Zobacz poprzedni temat :: Zobacz następny temat |
Autor |
Wiadomość |
Littlepie
Dołączył: 04 Wrz 2012 Posty: 7 Przeczytał: 0 tematów
Ostrzeżeń: 0/5
|
Wysłany: Wto 18:08, 04 Wrz 2012 Temat postu: Pomeranian- dla mnie? Rady dla początkujących. |
|
|
Witam,
jestem świeżaczkiem na tym forum, ale liczę na to, że szybko się zadomowię. Zastanawiam się nad zakupem szpica miniaturowego, jednak dręczy mnie kilka pytań, które chciałabym zadać "zawodowcom".

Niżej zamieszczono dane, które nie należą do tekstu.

//
// cross_file/mod.rs
//
// Cross-file awareness: signatures, require resolution and caches
//

pub mod config;
pub mod dependency;
pub mod file_cache;
pub mod indexer;
pub mod path_resolve;
pub mod require_detect;
pub mod signatures;

#[cfg(test)]
mod integration_tests;

pub use config::*;
pub use dependency::*;
pub use file_cache::*;
pub use indexer::*;
pub use path_resolve::*;
pub use require_detect::*;
pub use signatures::*;
//
// test_utils/mod.rs
//
// Helpers shared by unit tests, integration tests and benchmarks
//

pub mod fixture_workspace;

-Jak często kąpać psa (pomijając sytuacje, gdy się zabrudzi)?
-WAŻNE!- Na ile pomeraniany mogą zostawać same w (dość dużym) domu? (w grę wchodzi też ogródek)
- W weekendy chcę zabierać psa na długie spacery poza miasto z zaprzyjaźnioną foksterierką- czy da radę przejść wiele kilometrów? Jak oswoić ze sobą psy?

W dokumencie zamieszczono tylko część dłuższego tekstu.